Au fil des interviews, les familles évacuées évoquent leurs angoisses et expliquent notamment qu’elles s’inquiètent pour leurs enfants, peut-être exposés à la menace de la radioactivité. Les études réalisées sur place ne montrent pourtant pas, pour l’instant, de poussée anormale des cas de cancer de la thyroïde chez les jeunes habitants de la zone.

Pour rassurer la population de l’ensemble de la préfecture de Fukushima, les autorités publiques ont organisé une gigantesque campagne de contrôle depuis la catastrophe. « Il y avait une forte demande sociale », reconnaît Akira Ohtsuru, un spécialiste de l’Université de médecine de Fukushima.

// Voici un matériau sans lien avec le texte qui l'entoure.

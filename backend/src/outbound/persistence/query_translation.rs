//! Translation of typed filters into MongoDB query documents, plus a direct
//! evaluator with the same semantics for the in-memory store.

use std::cmp::Ordering;

use mongodb::bson::{Bson, Document, doc};
use regex::RegexBuilder;

use crate::domain::Filter;

use super::documents::{CREATED_AT, ID, NAME, STATUS, object_id, to_bson_datetime};

/// MongoDB query document for `filter`.
///
/// Search terms are escaped so regex metacharacters match literally.
pub fn filter_to_document(filter: &Filter) -> Document {
    match filter {
        Filter::All => doc! {},
        Filter::IdEquals(id) => doc! { ID: object_id(*id) },
        Filter::NameContains(term) => doc! {
            NAME: { "$regex": regex::escape(term), "$options": "i" },
        },
        Filter::StatusEquals(status) => doc! { STATUS: status.as_str() },
        Filter::CreatedBetween { start, end } => doc! {
            CREATED_AT: {
                "$gte": to_bson_datetime(*start),
                "$lte": to_bson_datetime(*end),
            },
        },
    }
}

/// Whether `document` satisfies `filter`.
pub fn document_matches(filter: &Filter, document: &Document) -> bool {
    match filter {
        Filter::All => true,
        Filter::IdEquals(id) => document
            .get_object_id(ID)
            .is_ok_and(|stored| stored == object_id(*id)),
        Filter::NameContains(term) => {
            let Ok(pattern) = RegexBuilder::new(&regex::escape(term))
                .case_insensitive(true)
                .build()
            else {
                return false;
            };
            document
                .get_str(NAME)
                .is_ok_and(|name| pattern.is_match(name))
        }
        Filter::StatusEquals(status) => document
            .get_str(STATUS)
            .is_ok_and(|stored| stored == status),
        Filter::CreatedBetween { start, end } => {
            document.get_datetime(CREATED_AT).is_ok_and(|created| {
                let created = created.timestamp_millis();
                to_bson_datetime(*start).timestamp_millis() <= created
                    && created <= to_bson_datetime(*end).timestamp_millis()
            })
        }
    }
}

/// Ordering between two scalar BSON values of comparable types.
///
/// Numbers compare across integer and double representations. Values of
/// unrelated types yield `None`.
pub fn compare_values(left: &Bson, right: &Bson) -> Option<Ordering> {
    match (left, right) {
        (Bson::String(a), Bson::String(b)) => Some(a.cmp(b)),
        (Bson::DateTime(a), Bson::DateTime(b)) => Some(a.cmp(b)),
        (Bson::ObjectId(a), Bson::ObjectId(b)) => Some(a.cmp(b)),
        _ => as_number(left)?.partial_cmp(&as_number(right)?),
    }
}

/// Numeric value of an integer or double BSON value.
pub fn as_number(value: &Bson) -> Option<f64> {
    match value {
        Bson::Double(number) => Some(*number),
        Bson::Int32(number) => Some(f64::from(*number)),
        Bson::Int64(number) => Some(*number as f64),
        _ => None,
    }
}
//! Port for customer order persistence and spending reports.

use async_trait::async_trait;
use pagination::{Page, PageRequest};

use crate::domain::{CustomerReport, Order, OrderDraft, ReportWindow};

use super::RepositoryError;

/// Typed CRUD, status filtering and reporting over the order collection.
#[cfg_attr(test, mockall::automock)]
#[async_trait]
pub trait OrderRepository: Send + Sync {
    /// Validate, stamp and persist a new order.
    async fn create(&self, draft: OrderDraft) -> Result<Order, RepositoryError>;

    /// Fetch an order by identifier.
    async fn find_by_id(&self, id: &str) -> Result<Order, RepositoryError>;

    /// List one page of orders with exactly this status. A blank status
    /// lists everything.
    async fn find_all(
        &self,
        page: PageRequest,
        status: &str,
    ) -> Result<Vec<Order>, RepositoryError>;

    /// Replace the mutable fields of an order and bump `updated_at`.
    async fn update(&self, id: &str, draft: OrderDraft) -> Result<Order, RepositoryError>;

    /// Remove an order.
    async fn delete(&self, id: &str) -> Result<(), RepositoryError>;

    /// Count orders with `status`, ignoring pagination.
    async fn count(&self, status: &str) -> Result<u64, RepositoryError>;

    /// One page of orders together with the total number of matches.
    async fn find_page(
        &self,
        page: PageRequest,
        status: &str,
    ) -> Result<Page<Order>, RepositoryError>;

    /// Group orders created inside `window` by customer, highest spend first.
    async fn generate_report(
        &self,
        window: ReportWindow,
    ) -> Result<Vec<CustomerReport>, RepositoryError>;
}
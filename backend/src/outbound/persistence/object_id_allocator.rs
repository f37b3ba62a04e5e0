//! Identifier allocator backed by the BSON ObjectId generator.

use mongodb::bson::oid::ObjectId;

use crate::domain::Identifier;
use crate::domain::ports::IdentifierAllocator;

use super::documents::identifier;

/// Allocates identifiers with the driver's process-wide ObjectId generator:
/// current seconds, a per-process random value and an incrementing counter.
#[derive(Debug, Default, Clone, Copy)]
pub struct ObjectIdAllocator;

impl IdentifierAllocator for ObjectIdAllocator {
    fn allocate(&self) -> Identifier {
        identifier(ObjectId::new())
    }
}
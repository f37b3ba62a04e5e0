//! Domain ports and supporting types for the hexagonal boundary.

mod macros;
pub(crate) use macros::define_port_error;

mod identifier_allocator;
mod order_repository;
mod product_repository;
mod repository_error;

#[cfg(test)]
pub use identifier_allocator::MockIdentifierAllocator;
pub use identifier_allocator::{FixtureIdentifierAllocator, IdentifierAllocator};
#[cfg(test)]
pub use order_repository::MockOrderRepository;
pub use order_repository::OrderRepository;
#[cfg(test)]
pub use product_repository::MockProductRepository;
pub use product_repository::ProductRepository;
pub use repository_error::RepositoryError;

Les chercheurs ont ainsi testé de manière systématique plus de 300.000 enfants de la zone et ont découvert 145 cas de cancers de la thyroïde.

Surdiagnostic

Si le chiffre peut choquer, il est en ligne avec les données récupérées, en cas de test systématique, dans d’autres régions du pays très éloignées de la centrale de Fukushima. « Ce nombre est lié au phénomène de surdiagnostic que l’on constate aussi dans d’autres pays lorsque l’on commence soudain à tester tout le monde », explique Akira Ohtsuru, qui rappelle que la plupart de ces cancers n’aurait probablement jamais été repérés sans cette campagne systématique, du fait de l’évolution très lente de cette maladie. « Partout dans le monde, lorsque l’on mène des autopsies, on découvre que 11% des personnes mortes des suites d’accidents ou d’autres maladies avaient, sans le savoir, un cancer de la thyroïde », note le professeur.

Selon les chercheurs, aucun élément ne permet dès lors de relier ces cas aux rejets radioactifs provoqués par la catastrophe de Fukushima. « Nos tests ne montrent d’ailleurs aucune différence géographique entre les enfants vivant près ou loin de la centrale », remarque le médecin, qui rappelle que tous ces enfants avaient été évacués très rapidement des zones contaminés et n’ont dès lors jamais été exposés à de fortes doses de radiation. « Il n’y a pas de danger à vivre aujourd’hui dans la préfecture de Fukushima », martèle Koichi Tanigawa. Au fil des séminaires dans le pays, il tente ainsi de dissiper la méfiance de l’opinion publique qui alimente toujours, six ans après le drame, les discriminations contre la région et ses habitants.